My view later expanded to see the Swiss through the eyes of Johanna Spyri´s children´s classic Heidi and I began to imagine the rural Swiss as hayseed farmers leading processions of bell-ringing bovine over hills reminiscient of Salzburg, Austria, where Julie Andrews reminds us that those hills are alive with the Sound of Music.

Above: Swiss CHF50 commemorative coin (2001)

To be fair, Switzerland does indeed have bankers and farmers that partially validate my preconceptions, but the Swiss are so much more than these.

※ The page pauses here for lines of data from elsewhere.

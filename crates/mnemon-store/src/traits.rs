use async_trait::async_trait;
use chrono::{DateTime, Utc};
use mnemon_types::{EdgeKind, EdgeRecord, NodeRecord, NodeRow, RerankTier, TemporalRef};
use serde_json::Value;

use crate::Result;

// NOTE: Backend Seam Design
//
// Every external system (graph store, vector store, bus, blob store,
// embedder, reranker) hides behind one narrow trait. Components receive
// trait objects at construction and never name a concrete backend, so
// the in-memory doubles in mnemon-testing slot in without reflection
// or conditional compilation.
//
// Nodes cross these seams as records keyed by stable string ids; no
// caller holds a node reference across an I/O boundary.

/// Lineage graph backend.
#[async_trait]
pub trait GraphStore: Send + Sync {
    /// Insert a fresh node row (open bitemporal intervals).
    async fn insert_node(&self, node: &NodeRecord) -> Result<()>;

    /// Close-and-rewrite amendment: the current row gets `tt_end = now`,
    /// a successor row is written with the merged properties and
    /// `tt_start = now`. Valid time carries over.
    async fn amend_node(
        &self,
        id: &str,
        properties: Value,
        now: DateTime<Utc>,
    ) -> Result<NodeRecord>;

    /// Point-in-time read; `TemporalRef::current()` selects the open row.
    async fn get_node(&self, id: &str, at: TemporalRef) -> Result<Option<NodeRecord>>;

    async fn insert_edge(&self, edge: &EdgeRecord) -> Result<()>;

    async fn edges_from(&self, id: &str, kind: EdgeKind) -> Result<Vec<EdgeRecord>>;

    async fn edges_to(&self, id: &str, kind: EdgeKind) -> Result<Vec<EdgeRecord>>;

    /// Current nodes of a session, optionally filtered by label.
    async fn session_nodes(
        &self,
        session_id: &str,
        label: Option<&str>,
        at: TemporalRef,
    ) -> Result<Vec<NodeRecord>>;

    /// Durable per-session dedup: record a content hash, returning true
    /// iff it was not already present.
    async fn record_content_hash(&self, session_id: &str, hash: u64) -> Result<bool>;

    /// Live memory with this content hash in the session, if any.
    async fn find_live_memory(&self, session_id: &str, hash: u64) -> Result<Option<NodeRecord>>;

    /// Shallow keyword search over current nodes; the vector-outage
    /// fallback path.
    async fn keyword_search(&self, query: &str, limit: usize) -> Result<Vec<NodeRecord>>;

    /// Raw read query pass-through. Callers validate with the query
    /// guard before dispatching.
    async fn query(&self, query: &str, params: Value) -> Result<Vec<Value>>;

    /// Rows whose transaction interval closed before the cutoff
    /// (pruner support).
    async fn expired_rows(&self, cutoff: DateTime<Utc>, limit: usize) -> Result<Vec<NodeRow>>;

    async fn remove_rows(&self, row_ids: &[i64]) -> Result<usize>;
}

/// Sparse vector in index/value form (SPLADE-style activations).
#[derive(Debug, Clone, Default, PartialEq, serde::Serialize, serde::Deserialize)]
pub struct SparseVector {
    pub indices: Vec<u32>,
    pub values: Vec<f32>,
}

/// One document upsert carrying every named vector space at once.
#[derive(Debug, Clone, serde::Serialize, serde::Deserialize)]
pub struct VectorUpsert {
    pub id: String,
    pub payload: Value,
    pub dense: Vec<f32>,
    pub sparse: SparseVector,
    #[serde(default, skip_serializing_if = "Option::is_none")]
    pub colbert: Option<Vec<Vec<f32>>>,
}

/// Scored hit from the vector store.
#[derive(Debug, Clone, serde::Serialize, serde::Deserialize)]
pub struct ScoredPoint {
    pub id: String,
    pub score: f64,
    pub payload: Value,
}

/// Vector search backend with dense and sparse named spaces.
#[async_trait]
pub trait VectorStore: Send + Sync {
    async fn upsert(&self, points: Vec<VectorUpsert>) -> Result<()>;

    async fn search_dense(
        &self,
        vector: &[f32],
        k: usize,
        filter: &Value,
    ) -> Result<Vec<ScoredPoint>>;

    async fn search_sparse(
        &self,
        vector: &SparseVector,
        k: usize,
        filter: &Value,
    ) -> Result<Vec<ScoredPoint>>;
}

/// Embedding inference backend. Process-wide singleton with internal
/// concurrency limits; callers must not assume thread-locality.
#[async_trait]
pub trait Embedder: Send + Sync {
    async fn embed_dense(&self, texts: &[String]) -> Result<Vec<Vec<f32>>>;

    async fn embed_sparse(&self, texts: &[String]) -> Result<Vec<SparseVector>>;

    /// Late-interaction multi-vectors; None when the backend does not
    /// serve a ColBERT model.
    async fn embed_colbert(&self, texts: &[String]) -> Result<Option<Vec<Vec<Vec<f32>>>>>;
}

/// Candidate document handed to a reranker.
#[derive(Debug, Clone)]
pub struct RerankDoc {
    pub id: String,
    pub content: String,
}

/// Cross-encoder / listwise reranking backend.
///
/// Implementations normalize their scores into [0, 1] and return one
/// score per input document, aligned by position.
#[async_trait]
pub trait Reranker: Send + Sync {
    fn tier(&self) -> RerankTier;

    async fn rerank(&self, query: &str, docs: &[RerankDoc]) -> Result<Vec<f64>>;
}

/// Archive sink for pruned nodes.
#[async_trait]
pub trait BlobStore: Send + Sync {
    async fn put(&self, key: &str, bytes: Vec<u8>) -> Result<()>;

    async fn get(&self, key: &str) -> Result<Option<Vec<u8>>>;
}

If we consider that two symbols of Switzerland are the Swiss Army knife and the Swiss Guard that protects the Pope, it might help us to view the Swiss militarily as well.

Today we view Switzerland simply as a place where conflicting groups go to Geneva, have a little chocolate, discuss a bit of politics, shake hands and sign treaties.

We forget that once the Swiss were considered the world´s fiercest warriors and that warring nations eagerly bought their mercenaries from Switzerland, for even then: Swiss meant quality.

We forget that had it been in Swiss nature to be conquerors beyond their frontiers and had they acted when they held military superiority, today´s political map might look quite different.

Little did I know as I followed the footsteps of religious reformer Huldrych Zwingli that I would encounter the very events that would determine Swiss independence from Hapsburg rule, compel the country to adapt a policy of neutrality and redefine the role of the Swiss mercenary.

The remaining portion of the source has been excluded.